Rúben Pina

Personal information
- Full name: Rúben Filipe Tavares Pina
- Date of birth: 20 January 2000 (age 26)
- Place of birth: Lisbon, Portugal
- Height: 1.84 m (6 ft 0 in)
- Position: Winger

Team information
- Current team: Leixões
- Number: 88

Youth career
- 2008–2009: Olivais e Moscavide
- 2009–2012: Sporting CP
- 2012–2017: Belenenses
- 2017–2020: Aves
- 2020–2022: Estoril

Senior career*
- Years: Team / Apps / (Gls)
- 2022–2023: Alverca / 26 / (4)
- 2023–2024: Belenenses / 31 / (3)
- 2024–2026: Chaves / 35 / (6)
- 2026–: Leixões / 9 / (0)

International career^{‡}
- 2025–: Cape Verde / 2 / (0)

= Rúben Pina =

Cape Verdean footballer (born 2000)

Rúben Filipe Tavares Pina (/pt/; born 20 January 2000) is a professional footballer who plays as a winger for Liga Portugal 2 club Leixões. Born in Portugal, he plays for the Cape Verde national team.

==Club career==
Pina is a product of the youth academies of the Portuguese clubs Olivais e Moscavide, Sporting CP, Belenenses, Aves, and Estoril.

On 10 July 2022, he signed with the Liga 3 side Alverca on a contract until 2024 where he began his senior career.

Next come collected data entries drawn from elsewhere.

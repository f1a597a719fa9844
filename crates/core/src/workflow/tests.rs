//! Engine-level workflow tests against the in-process store.

use std::sync::Arc;
use std::thread;

use chrono::NaiveDate;
use rust_decimal::Decimal;
use rust_decimal_macros::dec;

use mandira_shared::types::UserId;
use mandira_shared::AppConfig;

use crate::budget::{
    BudgetStatus, BudgetStore, CreateBudgetInput, CreateBudgetItemInput, DateRange,
};
use crate::directory::memory::{
    FixedClock, MemoryFundDirectory, MemoryLedgerDirectory, RoleAuthorizer,
};

use super::error::WorkflowError;
use super::WorkflowEngine;

struct Fixture {
    store: Arc<BudgetStore>,
    engine: Arc<WorkflowEngine>,
    authorizer: Arc<RoleAuthorizer>,
    clerk: UserId,
    approver: UserId,
    input: CreateBudgetInput,
}

fn date(y: i32, m: u32, d: u32) -> NaiveDate {
    NaiveDate::from_ymd_opt(y, m, d).expect("valid date")
}

fn fixture() -> Fixture {
    let funds = Arc::new(MemoryFundDirectory::new());
    let ledgers = Arc::new(MemoryLedgerDirectory::new());
    let clock = Arc::new(FixedClock::at(date(2025, 6, 1)));
    let authorizer = Arc::new(RoleAuthorizer::new());

    let fund = funds.insert("Annadanam Fund");
    let ledger = ledgers.insert("Groceries", "Kitchen");

    let store = Arc::new(BudgetStore::new(
        funds,
        ledgers,
        clock.clone(),
        AppConfig::default(),
    ));
    let engine = Arc::new(WorkflowEngine::new(
        store.clone(),
        authorizer.clone(),
        clock,
    ));

    let clerk = UserId::new();
    let approver = UserId::new();
    authorizer.grant(approver);

    let input = CreateBudgetInput {
        fund_id: fund,
        name: "June kitchen".to_string(),
        amount: dec!(1500),
        period: DateRange::new(date(2025, 6, 1), date(2025, 6, 30)).expect("valid range"),
        notes: None,
        recurrence: None,
        items: vec![CreateBudgetItemInput {
            ledger_id: ledger,
            budgeted_amount: dec!(1500),
            description: None,
        }],
        created_by: clerk,
    };

    Fixture {
        store,
        engine,
        authorizer,
        clerk,
        approver,
        input,
    }
}

#[test]
fn test_submit_records_audit_trail() {
    let fx = fixture();
    let budget = fx.store.create(fx.input.clone()).expect("create");

    let submitted = fx.engine.submit(budget.id, fx.clerk).expect("submit");
    assert_eq!(submitted.status, BudgetStatus::Submitted);
    assert_eq!(submitted.submitted_by, Some(fx.clerk));
    assert!(submitted.submitted_at.is_some());
    assert_eq!(submitted.version, budget.version + 1);
}

#[test]
fn test_double_submit_fails() {
    let fx = fixture();
    let budget = fx.store.create(fx.input.clone()).expect("create");

    fx.engine.submit(budget.id, fx.clerk).expect("first submit");
    let second = fx.engine.submit(budget.id, fx.clerk);
    assert!(matches!(
        second,
        Err(WorkflowError::InvalidTransition {
            from: BudgetStatus::Submitted,
            ..
        })
    ));
}

#[test]
fn test_approve_skipping_submit_fails() {
    let fx = fixture();
    let budget = fx.store.create(fx.input.clone()).expect("create");

    let result = fx.engine.approve(budget.id, fx.approver, None);
    assert!(matches!(
        result,
        Err(WorkflowError::InvalidTransition {
            from: BudgetStatus::Draft,
            ..
        })
    ));
}

#[test]
fn test_approve_requires_role() {
    let fx = fixture();
    let budget = fx.store.create(fx.input.clone()).expect("create");
    fx.engine.submit(budget.id, fx.clerk).expect("submit");

    let denied = fx.engine.approve(budget.id, fx.clerk, None);
    assert!(matches!(
        denied,
        Err(WorkflowError::NotAuthorizedToApprove { user_id }) if user_id == fx.clerk
    ));

    // Status is untouched by the failed attempt.
    let current = fx.store.get(budget.id).expect("get");
    assert_eq!(current.status, BudgetStatus::Submitted);
}

#[test]
fn test_approve_records_notes() {
    let fx = fixture();
    let budget = fx.store.create(fx.input.clone()).expect("create");
    fx.engine.submit(budget.id, fx.clerk).expect("submit");

    let approved = fx
        .engine
        .approve(budget.id, fx.approver, Some("within plan".to_string()))
        .expect("approve");
    assert_eq!(approved.status, BudgetStatus::Approved);
    assert_eq!(approved.decided_by, Some(fx.approver));
    assert_eq!(approved.decision_notes.as_deref(), Some("within plan"));
}

#[test]
fn test_reject_requires_reason() {
    let fx = fixture();
    let budget = fx.store.create(fx.input.clone()).expect("create");
    fx.engine.submit(budget.id, fx.clerk).expect("submit");

    let empty = fx.engine.reject(budget.id, fx.approver, String::new());
    assert!(matches!(empty, Err(WorkflowError::RejectionReasonRequired)));

    let rejected = fx
        .engine
        .reject(budget.id, fx.approver, "no quotes attached".to_string())
        .expect("reject");
    assert_eq!(rejected.status, BudgetStatus::Rejected);
    assert_eq!(
        rejected.decision_notes.as_deref(),
        Some("no quotes attached")
    );
}

#[test]
fn test_close_then_reopen_round_trip() {
    let fx = fixture();
    let budget = fx.store.create(fx.input.clone()).expect("create");
    fx.engine.submit(budget.id, fx.clerk).expect("submit");
    fx.engine
        .approve(budget.id, fx.approver, None)
        .expect("approve");

    let closed = fx.engine.close(budget.id, fx.approver).expect("close");
    assert_eq!(closed.status, BudgetStatus::Closed);
    assert!(closed.closed_at.is_some());
    assert!(!closed.status.accepts_postings());

    let reopened = fx
        .engine
        .reopen(budget.id, fx.approver, Some("late invoices".to_string()))
        .expect("reopen");
    assert_eq!(reopened.status, BudgetStatus::Approved);
    assert!(reopened.closed_at.is_none());
    assert!(reopened.status.accepts_postings());
}

#[test]
fn test_close_from_submitted_fails() {
    let fx = fixture();
    let budget = fx.store.create(fx.input.clone()).expect("create");
    fx.engine.submit(budget.id, fx.clerk).expect("submit");

    let result = fx.engine.close(budget.id, fx.approver);
    assert!(matches!(
        result,
        Err(WorkflowError::InvalidTransition { .. })
    ));
}

#[test]
fn test_rejected_budget_returns_to_draft_and_resubmits() {
    let fx = fixture();
    let budget = fx.store.create(fx.input.clone()).expect("create");
    fx.engine.submit(budget.id, fx.clerk).expect("submit");
    fx.engine
        .reject(budget.id, fx.approver, "wrong fund".to_string())
        .expect("reject");

    let returned = fx
        .engine
        .return_to_draft(budget.id, fx.clerk)
        .expect("return");
    assert_eq!(returned.status, BudgetStatus::Draft);
    assert!(returned.submitted_at.is_none());
    assert!(returned.decision_notes.is_none());

    let resubmitted = fx.engine.submit(budget.id, fx.clerk).expect("resubmit");
    assert_eq!(resubmitted.status, BudgetStatus::Submitted);
}

#[test]
fn test_unknown_budget() {
    let fx = fixture();
    let missing = mandira_shared::types::BudgetId::new();
    assert!(matches!(
        fx.engine.submit(missing, fx.clerk),
        Err(WorkflowError::BudgetNotFound(_))
    ));
}

#[test]
fn test_concurrent_submits_only_one_wins() {
    let fx = fixture();
    let budget = fx.store.create(fx.input.clone()).expect("create");

    let handles: Vec<_> = (0..8)
        .map(|_| {
            let engine = fx.engine.clone();
            let clerk = fx.clerk;
            let id = budget.id;
            thread::spawn(move || engine.submit(id, clerk))
        })
        .collect();

    let results: Vec<_> = handles
        .into_iter()
        .map(|h| h.join().expect("thread join"))
        .collect();

    let wins = results.iter().filter(|r| r.is_ok()).count();
    assert_eq!(wins, 1);
    for result in results {
        if let Err(err) = result {
            assert!(matches!(err, WorkflowError::InvalidTransition { .. }));
        }
    }
}

#[test]
fn test_concurrent_approve_and_reject_are_exclusive() {
    let fx = fixture();
    fx.authorizer.grant(fx.clerk);
    let budget = fx.store.create(fx.input.clone()).expect("create");
    fx.engine.submit(budget.id, fx.clerk).expect("submit");

    let approve = {
        let engine = fx.engine.clone();
        let actor = fx.approver;
        let id = budget.id;
        thread::spawn(move || engine.approve(id, actor, None).map(|b| b.status))
    };
    let reject = {
        let engine = fx.engine.clone();
        let actor = fx.clerk;
        let id = budget.id;
        thread::spawn(move || {
            engine
                .reject(id, actor, "duplicate request".to_string())
                .map(|b| b.status)
        })
    };

    let outcomes = [
        approve.join().expect("thread join"),
        reject.join().expect("thread join"),
    ];
    let wins = outcomes.iter().filter(|r| r.is_ok()).count();
    assert_eq!(wins, 1);

    let final_status = fx.store.get(budget.id).expect("get").status;
    assert!(matches!(
        final_status,
        BudgetStatus::Approved | BudgetStatus::Rejected
    ));
}

#[test]
fn test_item_sum_recheck_uses_current_items() {
    let fx = fixture();
    let budget = fx.store.create(fx.input.clone()).expect("create");

    // Sum invariant holds on anything the store produced, so the
    // pre-submit recheck passes and the submit goes through.
    let sum: Decimal = budget.items.iter().map(|i| i.budgeted_amount).sum();
    assert_eq!(sum, budget.amount);
    assert!(fx.engine.submit(budget.id, fx.clerk).is_ok());
}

On 27 July 2023, he moved to Belenenses in the Liga Portugal 2.

On 2 July 2024, he transferred to Chaves. On 29 January 2026, his contract was terminated by mutual agreement.

==International career==
Born in Portugal, Pina is of Cape Verdean descent. He was called up to the Cape Verde national team for a set of friendlies in May 2025.